Using Abloh’s surprising path to the top of the luxury establishment, Givhan unfolds the larger story of how the cloistered, exclusive fashion world faced a revolution from below in the form of streetwear and designers unafraid to storm the gates—how their notions of what was luxury simultaneously anticipated and upended consumer preferences, and how a simple T-shirt held as much cultural power as a haute couture gown. As Givhan relays, Abloh rose during a time of existential angst for a fashion industry trying to make sense of its responsibilities to a diverse audience and the challenges of selling status to a generation of consumers who fetishized sneakers and prioritized comfort. The story of how that moment came to be, and how someone like Abloh—who had no formal training in pattern-making or tailoring—could come to symbolize and embody the industry’s way forward, is the story at the heart of this book.
Make It Ours is at once a remarkable biography of a singular creative force and a powerful meditation on fashion and race, taste and exclusivity, genius and luxury.
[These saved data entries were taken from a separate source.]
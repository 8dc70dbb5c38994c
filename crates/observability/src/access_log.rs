//! Access logging as an injected capability.
//!
//! The HTTP pipeline hands one [`AccessRecord`] per request to whatever
//! [`AccessLogSink`] it was built with. Production emits through `tracing`;
//! tests capture records in memory and compare them with responses.

use std::sync::Mutex;
use std::time::Duration;

/// One completed request.
#[derive(Debug, Clone, PartialEq, Eq)]
pub struct AccessRecord {
    pub method: String,
    pub path: String,
    pub status: u16,
    pub latency: Duration,
    pub request_id: String,
}

/// Receives exactly one record per request.
pub trait AccessLogSink: Send + Sync {
    fn record(&self, record: AccessRecord);
}

/// Emits each record as an `info` event on the process subscriber.
#[derive(Debug, Default, Clone, Copy)]
pub struct TracingAccessLog;

impl AccessLogSink for TracingAccessLog {
    fn record(&self, record: AccessRecord) {
        tracing::info!(
            method = %record.method,
            path = %record.path,
            status = record.status,
            latency_ms = record.latency.as_secs_f64() * 1000.0,
            request_id = %record.request_id,
            "incoming request"
        );
    }
}

/// Keeps records in memory (tests/dev).
#[derive(Debug, Default)]
pub struct MemoryAccessLog {
    inner: Mutex<Vec<AccessRecord>>,
}

impl MemoryAccessLog {
    pub fn new() -> Self {
        Self::default()
    }

    /// Snapshot of everything recorded so far, oldest first.
    pub fn records(&self) -> Vec<AccessRecord> {
        match self.inner.lock() {
            Ok(records) => records.clone(),
            Err(poisoned) => poisoned.into_inner().clone(),
        }
    }

    /// The record carrying `request_id`, if any.
    pub fn find(&self, request_id: &str) -> Option<AccessRecord> {
        self.records().into_iter().find(|r| r.request_id == request_id)
    }
}

impl AccessLogSink for MemoryAccessLog {
    fn record(&self, record: AccessRecord) {
        match self.inner.lock() {
            Ok(mut records) => records.push(record),
            Err(poisoned) => poisoned.into_inner().push(record),
        }
    }
}

#[cfg(test)]
mod tests {
    use super::*;

    fn sample(request_id: &str, status: u16) -> AccessRecord {
        AccessRecord {
            method: "GET".to_string(),
            path: "/users".to_string(),
            status,
            latency: Duration::from_millis(3),
            request_id: request_id.to_string(),
        }
    }

    #[test]
    fn memory_sink_keeps_records_in_order() {
        let sink = MemoryAccessLog::new();
        sink.record(sample("a", 200));
        sink.record(sample("b", 404));

        let ids: Vec<_> = sink.records().into_iter().map(|r| r.request_id).collect();
        assert_eq!(ids, vec!["a", "b"]);
        assert_eq!(sink.find("b").map(|r| r.status), Some(404));
        assert!(sink.find("c").is_none());
    }

    #[derive(Clone, Default)]
    struct Captured(std::sync::Arc<Mutex<Vec<u8>>>);

    impl std::io::Write for Captured {
        fn write(&mut self, buf: &[u8]) -> std::io::Result<usize> {
            self.0.lock().unwrap().extend_from_slice(buf);
            Ok(buf.len())
        }

        fn flush(&mut self) -> std::io::Result<()> {
            Ok(())
        }
    }

    #[test]
    fn tracing_sink_emits_one_structured_event() {
        let out = Captured::default();
        let writer = out.clone();
        let subscriber = tracing_subscriber::fmt()
            .json()
            .with_writer(move || writer.clone())
            .finish();

        tracing::subscriber::with_default(subscriber, || {
            TracingAccessLog.record(sample("r1", 500));
        });

        let text = String::from_utf8(out.0.lock().unwrap().clone()).unwrap();
        let lines: Vec<&str> = text.lines().collect();
        assert_eq!(lines.len(), 1);

        let event: serde_json::Value = serde_json::from_str(lines[0]).unwrap();
        assert_eq!(event["level"], "INFO");
        let fields = &event["fields"];
        assert_eq!(fields["message"], "incoming request");
        assert_eq!(fields["request_id"], "r1");
        assert_eq!(fields["status"], 500);
        assert_eq!(fields["method"], "GET");
        assert_eq!(fields["path"], "/users");
        let latency_ms = fields["latency_ms"].as_f64().unwrap();
        assert!((latency_ms - 3.0).abs() < 1e-9);
    }
}
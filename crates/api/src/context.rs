use std::time::{Duration, Instant};

use uuid::Uuid;

use userbook_infra::StoreContext;

/// Header carrying the correlation id, inbound and outbound.
pub const X_REQUEST_ID: &str = "x-request-id";

/// Per-request context, created by the request-id stage.
///
/// Lives in request extensions for exactly one request and is passed on by
/// value to the access-log stage and the handlers.
#[derive(Debug, Clone, PartialEq, Eq)]
pub struct RequestContext {
    request_id: String,
    started_at: Instant,
}

impl RequestContext {
    pub fn new(request_id: impl Into<String>) -> Self {
        Self {
            request_id: request_id.into(),
            started_at: Instant::now(),
        }
    }

    /// Context with a fresh random (UUID v4) correlation id.
    pub fn generate() -> Self {
        Self::new(Uuid::new_v4().to_string())
    }

    pub fn request_id(&self) -> &str {
        &self.request_id
    }

    pub fn started_at(&self) -> Instant {
        self.started_at
    }

    pub fn elapsed(&self) -> Duration {
        self.started_at.elapsed()
    }

    /// Store-call context bounded to `timeout` after the request started.
    pub fn store_context(&self, timeout: Duration) -> StoreContext {
        StoreContext::new(self.request_id.clone(), self.started_at.checked_add(timeout))
    }
}
use std::sync::Arc;
use std::time::Duration;

use chrono::NaiveDate;

use userbook_core::{Clock, clock};
use userbook_infra::{StoreContext, UserStore};

use crate::context::RequestContext;

/// Capabilities shared by all handlers.
///
/// Cloned cheaply behind an `Arc`; nothing in here is mutated per request.
#[derive(Clone)]
pub struct AppServices {
    store: Arc<dyn UserStore>,
    clock: Arc<dyn Clock>,
    request_timeout: Duration,
}

impl AppServices {
    pub fn new(
        store: Arc<dyn UserStore>,
        clock: Arc<dyn Clock>,
        request_timeout: Duration,
    ) -> Self {
        Self {
            store,
            clock,
            request_timeout,
        }
    }

    pub fn store(&self) -> &dyn UserStore {
        self.store.as_ref()
    }

    pub fn today(&self) -> NaiveDate {
        clock::today(self.clock.as_ref())
    }

    /// Store context for this request, bounded by the configured timeout.
    pub fn store_context(&self, ctx: &RequestContext) -> StoreContext {
        ctx.store_context(self.request_timeout)
    }
}
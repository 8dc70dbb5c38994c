//! Strongly-typed identifiers used across the domain.

use core::str::FromStr;
use serde::{Deserialize, Serialize};

use crate::error::DomainError;

/// Identifier of a stored user.
///
/// Assigned by the store on creation; never chosen by clients.
#[derive(Debug, Copy, Clone, PartialEq, Eq, PartialOrd, Ord, Hash, Serialize, Deserialize)]
#[serde(transparent)]
pub struct UserId(i64);

impl UserId {
    pub fn new(value: i64) -> Self {
        Self(value)
    }

    pub fn get(&self) -> i64 {
        self.0
    }
}

impl core::fmt::Display for UserId {
    fn fmt(&self, f: &mut core::fmt::Formatter<'_>) -> core::fmt::Result {
        core::fmt::Display::fmt(&self.0, f)
    }
}

impl From<i64> for UserId {
    fn from(value: i64) -> Self {
        Self(value)
    }
}

impl From<UserId> for i64 {
    fn from(value: UserId) -> Self {
        value.0
    }
}

impl FromStr for UserId {
    type Err = DomainError;

    fn from_str(s: &str) -> Result<Self, Self::Err> {
        let value = s
            .parse::<i64>()
            .map_err(|e| DomainError::invalid_id(format!("UserId: {e}")))?;
        Ok(Self(value))
    }
}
With access to Abloh’s family, friends, collaborators, and contemporaries, and featuring a cast of fascinating characters ranging from visionary Black designers like Ozwald Boateng to Abloh’s mercurial but critical employer and mentor Kanye West, Givhan weaves a spellbinding tale of a young man’s rise amid a cultural moment that would upend a century’s worth of ideas about luxury and taste.
©2025 Robin Givhan (P)2025 Random House AudioListeners also enjoyed...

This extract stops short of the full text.